StockSnap_FRU4Y0OBEY_projectteam_trialsmajorprojects_BP Clients often come to us for data governance assistance after they have migrated to a major new software solution, or after they have deployed significant upgrades to their BI stack (a new warehouse, an upgraded set of analytics tools, a lake to capture unstructured data, what have you). And although it is never too late to move forward with data governance, or to build out a data catalog, in these situations it's almost always too late to take advantage of all the "stealth" data governance (data intelligence) work you do when planning for and executing a major data or technology project.

If you're planning - or even thinking about - a significant system upgrade, or swapping out one or more key systems, or reconfiguring your analytics tool set, we recommend you keep the following challenges, opportunities, and risks in mind, and that you act accordingly. Even if you have robust data governance framework in place now, any chance to improve it seems worth reaching for!

Challenges

There are lots of challenges facing any organization looking to migrate data, or replace key applications, and including meaningful data governance can seem like a bridge too far.

As with any large data or technology project or business effort, you can have too many moving parts to keep track of. People are trying to learn a new tool that they're not yet using, plus they continue to process data in the old system, plus they're still signing off on access requests and reviewing data products. So you've already asked them to bulk up on their workload, and now you want to demand even more of their time?

Logistically, you can often get locked into go-live dates that are unrealistic, and you can easily use up a consulting or training budget prior to achieving the level of readiness you'd like. Whenever you're scrambling to meet a deadline, you're likely to make hasty decisions, to cut corners, to say "we'll get to that later" and then never really get to it, and so on.

You will often run into a new but not that different version of the "black box" problem. Most functional leads have a pretty limited understanding of the data architecture of the tools they use now, and so they're not really in a position to provide much input into data mapping decisions, which often must be made months in advance. There's a lot of training in the new tools with sample data, and often there's not enough training in the actual data your team uses. Even if the mapping is simple and the new tool has an excellent interface, the data will look different and it will seem to behave differently in the new system.

New bells and whistles can divert attention from critical foundations. A lot of legacy data applications had basic and sparse reporting capabilities. Mainly they allowed users to generate exports, or to provide minimal responses to prompts. But a lot of contemporary applications have pretty flashy in-application analytics. This is of course a welcome development, especially for your users who can take advantage of this feature and who can generate some selection of data products independently. But many cautions are advised! When users spend time learning new techniques without properly vetting the underlying data, or ensuring that data capture going forward will consistently adhere to quality standards, this effort could well be wasteful and even counter-productive.

The best way for users to gain immediate trust in a new system, no matter how bitterly they complained about the old one, is for critical reports and dashboards to be available from the minute you go live, and for those reports and dashboards to show the same figures as what they used to show, assuming you have done the work to vet those standard products and confirm their accuracy.

So what happens?
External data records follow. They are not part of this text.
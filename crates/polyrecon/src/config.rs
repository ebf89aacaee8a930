//! Serializable reconstruction settings.
//!
//! # Example TOML
//!
//! ```toml
//! [refine]
//! angle_threshold_deg = 5.0
//! distance_threshold = 0.01
//!
//! [hypothesis]
//! bbox_padding = 0.05
//!
//! [weights]
//! fitting = 0.43
//! coverage = 0.27
//! complexity = 0.3
//!
//! [solver]
//! backend = "mip"
//! time_limit_secs = 30.0
//! accept_incumbent_on_timeout = true
//! ```
//!
//! Every section and field is optional; missing values take their defaults.

use std::path::Path;
use std::time::Duration;

use thiserror::Error;

use crate::confidence::ConfidenceParams;
use crate::error::{ReconError, ReconResult};
use crate::hypothesis::HypothesisParams;
use crate::refine::RefineParams;
use crate::selection::Weights;
use crate::solver::{SolverKind, SolverOptions};

/// Solver choice and budgets.
#[derive(Debug, Clone, PartialEq, serde::Serialize, serde::Deserialize)]
#[serde(default)]
pub struct SolverConfig {
    /// Default: mip
    pub backend: SolverKind,

    /// Wall-clock budget in seconds. `None` means unlimited.
    /// Default: 60
    #[serde(skip_serializing_if = "Option::is_none")]
    pub time_limit_secs: Option<f64>,

    /// Search node budget. Default: unlimited
    #[serde(skip_serializing_if = "Option::is_none")]
    pub node_limit: Option<u64>,

    /// Default: false
    pub accept_incumbent_on_timeout: bool,
}

impl Default for SolverConfig {
    fn default() -> Self {
        Self {
            backend: SolverKind::default(),
            time_limit_secs: Some(60.0),
            node_limit: None,
            accept_incumbent_on_timeout: false,
        }
    }
}

impl SolverConfig {
    pub fn with_backend(mut self, backend: SolverKind) -> Self {
        self.backend = backend;
        self
    }

    pub fn validate(&self) -> ReconResult<()> {
        if let Some(t) = self.time_limit_secs
            && (!t.is_finite() || t <= 0.0)
        {
            return Err(ReconError::invalid_parameter(
                "solver.time_limit_secs",
                format!("must be positive, got {}", t),
            ));
        }
        if self.node_limit == Some(0) {
            return Err(ReconError::invalid_parameter(
                "solver.node_limit",
                "must be at least 1",
            ));
        }
        Ok(())
    }

    /// Budgets in the form backends take them.
    pub fn options(&self) -> SolverOptions {
        SolverOptions {
            time_limit: self.time_limit_secs.map(Duration::from_secs_f64),
            node_limit: self.node_limit,
            accept_incumbent_on_timeout: self.accept_incumbent_on_timeout,
        }
    }
}

/// All settings of a reconstruction run.
#[derive(Debug, Clone, Default, PartialEq, serde::Serialize, serde::Deserialize)]
#[serde(default)]
pub struct ReconstructionConfig {
    pub refine: RefineParams,
    pub hypothesis: HypothesisParams,
    pub confidence: ConfidenceParams,
    pub weights: Weights,
    pub solver: SolverConfig,
}

impl ReconstructionConfig {
    /// Check every section.
    pub fn validate(&self) -> ReconResult<()> {
        self.refine.validate()?;
        self.hypothesis.validate()?;
        self.confidence.validate()?;
        self.weights.validate()?;
        self.solver.validate()
    }

    /// Load configuration from a TOML string.
    pub fn from_toml(toml_str: &str) -> Result<Self, ConfigError> {
        let config: Self = toml::from_str(toml_str)?;
        config.validate()?;
        Ok(config)
    }

    /// Load configuration from a TOML file.
    pub fn from_toml_file(path: impl AsRef<Path>) -> Result<Self, ConfigError> {
        let contents = std::fs::read_to_string(path.as_ref())?;
        Self::from_toml(&contents)
    }

    /// Serialize to TOML string.
    pub fn to_toml(&self) -> Result<String, ConfigError> {
        Ok(toml::to_string_pretty(self)?)
    }

    /// Save configuration to a TOML file.
    pub fn save_toml(&self, path: impl AsRef<Path>) -> Result<(), ConfigError> {
        std::fs::write(path, self.to_toml()?)?;
        Ok(())
    }

    /// Load configuration from a JSON string.
    pub fn from_json(json_str: &str) -> Result<Self, ConfigError> {
        let config: Self = serde_json::from_str(json_str)?;
        config.validate()?;
        Ok(config)
    }

    /// Serialize to JSON string.
    pub fn to_json(&self) -> Result<String, ConfigError> {
        Ok(serde_json::to_string_pretty(self)?)
    }
}

/// Errors that can occur when loading or saving configurations.
#[derive(Debug, Error)]
pub enum ConfigError {
    #[error("I/O error: {0}")]
    Io(#[from] std::io::Error),

    #[error("TOML parse error: {0}")]
    TomlParse(#[from] toml::de::Error),

    #[error("TOML serialize error: {0}")]
    TomlSerialize(#[from] toml::ser::Error),

    #[error("JSON error: {0}")]
    Json(#[from] serde_json::Error),

    #[error(transparent)]
    Invalid(#[from] ReconError),
}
Well, you can find yourself doing duplicate data entry because for whatever reason you can't complete the cutover. You can find yourself scrambling to move data into a queryable structure, which is a situation where things can fall through the cracks, or where you find yourself relying on standard products that don't fully address the way your organization uses data. We've seen clients take several steps backwards on the analytics front, generating massive exports and putting them through laborious manipulation to provide what previously had been routine, if not simple. We've seen clients bring in additional consultants from other firms to focus on aspects of the work that the original consultants didn't consider important or have the right expertise to handle.

Opportunities
There's a lot that can - and will - go wrong. But, at the same time, there are serious opportunities. Maybe not once-in-a-lifetime opportunities, but once-in-a-decade, or at the very least opportunities you're not likely to see again in your career at this organization.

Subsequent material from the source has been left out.